> _TASK TO CARRY OUT_:
Report every line of the records beneath this task that holds the string "async".

> _DATASET CONTENT_:

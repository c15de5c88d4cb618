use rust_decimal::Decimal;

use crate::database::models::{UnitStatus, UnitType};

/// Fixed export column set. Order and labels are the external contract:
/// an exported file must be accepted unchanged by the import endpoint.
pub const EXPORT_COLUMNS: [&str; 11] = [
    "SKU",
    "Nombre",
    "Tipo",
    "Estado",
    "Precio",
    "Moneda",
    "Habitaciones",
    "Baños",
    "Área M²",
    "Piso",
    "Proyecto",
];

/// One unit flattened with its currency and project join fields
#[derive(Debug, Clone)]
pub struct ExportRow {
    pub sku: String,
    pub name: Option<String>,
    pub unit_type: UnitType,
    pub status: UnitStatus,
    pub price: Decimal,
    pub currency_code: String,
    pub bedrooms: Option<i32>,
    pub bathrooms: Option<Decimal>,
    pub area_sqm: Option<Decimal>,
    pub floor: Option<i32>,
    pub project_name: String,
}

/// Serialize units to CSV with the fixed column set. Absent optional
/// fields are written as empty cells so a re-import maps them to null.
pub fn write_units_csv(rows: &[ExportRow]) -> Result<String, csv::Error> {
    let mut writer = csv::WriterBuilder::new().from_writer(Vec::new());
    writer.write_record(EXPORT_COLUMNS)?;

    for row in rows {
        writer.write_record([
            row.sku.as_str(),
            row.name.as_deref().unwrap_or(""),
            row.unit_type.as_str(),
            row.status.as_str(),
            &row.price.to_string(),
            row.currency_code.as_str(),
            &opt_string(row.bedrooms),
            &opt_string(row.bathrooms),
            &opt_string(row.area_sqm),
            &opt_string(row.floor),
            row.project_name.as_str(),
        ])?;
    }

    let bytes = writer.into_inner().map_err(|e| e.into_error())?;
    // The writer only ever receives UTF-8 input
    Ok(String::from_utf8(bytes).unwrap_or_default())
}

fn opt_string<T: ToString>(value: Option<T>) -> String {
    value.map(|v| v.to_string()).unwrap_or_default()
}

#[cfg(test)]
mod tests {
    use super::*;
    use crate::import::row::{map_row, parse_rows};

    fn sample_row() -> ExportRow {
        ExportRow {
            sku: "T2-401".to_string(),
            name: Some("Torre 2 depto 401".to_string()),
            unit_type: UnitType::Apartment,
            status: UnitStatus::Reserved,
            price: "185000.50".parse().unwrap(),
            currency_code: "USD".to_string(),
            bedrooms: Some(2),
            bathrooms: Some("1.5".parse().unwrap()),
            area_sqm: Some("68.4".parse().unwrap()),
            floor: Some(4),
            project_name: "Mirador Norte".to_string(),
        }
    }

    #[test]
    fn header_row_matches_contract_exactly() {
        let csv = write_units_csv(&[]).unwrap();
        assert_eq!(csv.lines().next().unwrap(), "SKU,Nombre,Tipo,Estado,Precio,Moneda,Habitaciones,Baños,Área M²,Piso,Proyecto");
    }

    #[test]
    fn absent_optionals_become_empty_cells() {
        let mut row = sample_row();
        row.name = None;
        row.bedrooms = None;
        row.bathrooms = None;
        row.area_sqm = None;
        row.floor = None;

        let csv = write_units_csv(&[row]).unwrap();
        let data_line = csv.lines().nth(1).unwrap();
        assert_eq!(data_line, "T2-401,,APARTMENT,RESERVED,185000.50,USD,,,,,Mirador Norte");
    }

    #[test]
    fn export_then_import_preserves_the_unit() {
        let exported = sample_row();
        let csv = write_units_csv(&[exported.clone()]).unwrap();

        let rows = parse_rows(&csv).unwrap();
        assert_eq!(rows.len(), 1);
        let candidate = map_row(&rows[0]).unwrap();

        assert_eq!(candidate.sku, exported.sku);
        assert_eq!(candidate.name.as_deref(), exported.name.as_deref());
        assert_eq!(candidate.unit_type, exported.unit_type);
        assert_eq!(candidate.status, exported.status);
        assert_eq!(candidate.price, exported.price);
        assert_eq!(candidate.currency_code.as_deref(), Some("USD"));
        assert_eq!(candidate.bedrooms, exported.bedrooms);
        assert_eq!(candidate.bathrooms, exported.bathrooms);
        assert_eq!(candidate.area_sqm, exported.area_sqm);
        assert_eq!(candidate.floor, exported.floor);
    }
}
...
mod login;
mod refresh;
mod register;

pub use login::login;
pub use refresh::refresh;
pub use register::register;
* * *
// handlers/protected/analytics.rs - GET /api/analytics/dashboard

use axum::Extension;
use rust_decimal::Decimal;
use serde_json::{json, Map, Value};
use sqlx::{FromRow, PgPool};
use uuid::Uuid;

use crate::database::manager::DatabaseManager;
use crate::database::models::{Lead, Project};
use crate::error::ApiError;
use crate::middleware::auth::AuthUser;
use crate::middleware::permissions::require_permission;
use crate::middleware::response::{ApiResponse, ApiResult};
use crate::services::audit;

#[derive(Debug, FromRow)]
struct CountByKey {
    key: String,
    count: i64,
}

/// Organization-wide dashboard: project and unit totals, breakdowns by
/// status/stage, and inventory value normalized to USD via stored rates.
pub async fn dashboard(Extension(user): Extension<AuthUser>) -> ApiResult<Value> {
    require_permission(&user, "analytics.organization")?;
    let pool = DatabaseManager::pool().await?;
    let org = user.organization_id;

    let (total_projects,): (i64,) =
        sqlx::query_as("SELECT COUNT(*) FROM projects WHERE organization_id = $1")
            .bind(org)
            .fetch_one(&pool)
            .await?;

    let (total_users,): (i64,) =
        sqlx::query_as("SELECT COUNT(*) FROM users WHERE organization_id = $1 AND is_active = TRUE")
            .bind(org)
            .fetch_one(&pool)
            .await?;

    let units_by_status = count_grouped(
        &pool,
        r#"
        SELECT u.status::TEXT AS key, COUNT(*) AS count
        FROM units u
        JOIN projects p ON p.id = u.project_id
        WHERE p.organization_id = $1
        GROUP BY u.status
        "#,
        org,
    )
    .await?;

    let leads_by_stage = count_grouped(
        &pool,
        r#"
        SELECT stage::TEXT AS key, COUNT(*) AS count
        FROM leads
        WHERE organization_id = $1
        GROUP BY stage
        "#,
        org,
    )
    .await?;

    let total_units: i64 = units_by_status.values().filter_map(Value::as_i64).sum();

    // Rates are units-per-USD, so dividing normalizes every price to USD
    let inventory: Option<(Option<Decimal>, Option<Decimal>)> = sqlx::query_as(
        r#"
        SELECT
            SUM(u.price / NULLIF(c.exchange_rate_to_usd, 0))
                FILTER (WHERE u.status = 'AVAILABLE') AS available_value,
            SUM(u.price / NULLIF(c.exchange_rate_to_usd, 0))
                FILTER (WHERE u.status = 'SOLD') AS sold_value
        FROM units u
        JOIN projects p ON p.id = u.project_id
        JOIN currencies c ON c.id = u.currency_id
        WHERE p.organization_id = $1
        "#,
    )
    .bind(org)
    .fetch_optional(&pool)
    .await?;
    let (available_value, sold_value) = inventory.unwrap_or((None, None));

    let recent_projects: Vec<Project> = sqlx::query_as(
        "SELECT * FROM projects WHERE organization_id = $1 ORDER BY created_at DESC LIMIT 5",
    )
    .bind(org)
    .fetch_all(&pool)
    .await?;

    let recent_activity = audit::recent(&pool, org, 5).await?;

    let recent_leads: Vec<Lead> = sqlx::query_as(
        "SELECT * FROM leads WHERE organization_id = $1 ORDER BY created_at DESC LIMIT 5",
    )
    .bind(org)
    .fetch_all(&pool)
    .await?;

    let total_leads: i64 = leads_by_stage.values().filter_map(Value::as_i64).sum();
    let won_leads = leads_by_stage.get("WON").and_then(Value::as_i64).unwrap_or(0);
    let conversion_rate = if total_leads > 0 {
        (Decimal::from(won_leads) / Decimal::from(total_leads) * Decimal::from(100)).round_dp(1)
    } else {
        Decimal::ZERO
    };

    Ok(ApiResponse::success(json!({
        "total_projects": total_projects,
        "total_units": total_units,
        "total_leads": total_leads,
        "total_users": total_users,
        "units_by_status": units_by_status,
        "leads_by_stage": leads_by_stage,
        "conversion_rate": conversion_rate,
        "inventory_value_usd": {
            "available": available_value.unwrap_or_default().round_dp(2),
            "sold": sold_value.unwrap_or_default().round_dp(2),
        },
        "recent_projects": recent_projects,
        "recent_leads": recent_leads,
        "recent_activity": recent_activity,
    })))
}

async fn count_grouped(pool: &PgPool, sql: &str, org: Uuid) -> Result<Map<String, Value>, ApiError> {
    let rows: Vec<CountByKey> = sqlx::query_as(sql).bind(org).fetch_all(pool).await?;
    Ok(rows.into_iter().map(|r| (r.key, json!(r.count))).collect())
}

> _RESULT OF THE EXERCISE_:
pub async fn dashboard(Extension(user): Extension<AuthUser>) -> ApiResult<Value> {
async fn count_grouped(pool: &PgPool, sql: &str, org: Uuid) -> Result<Map<String, Value>, ApiError> {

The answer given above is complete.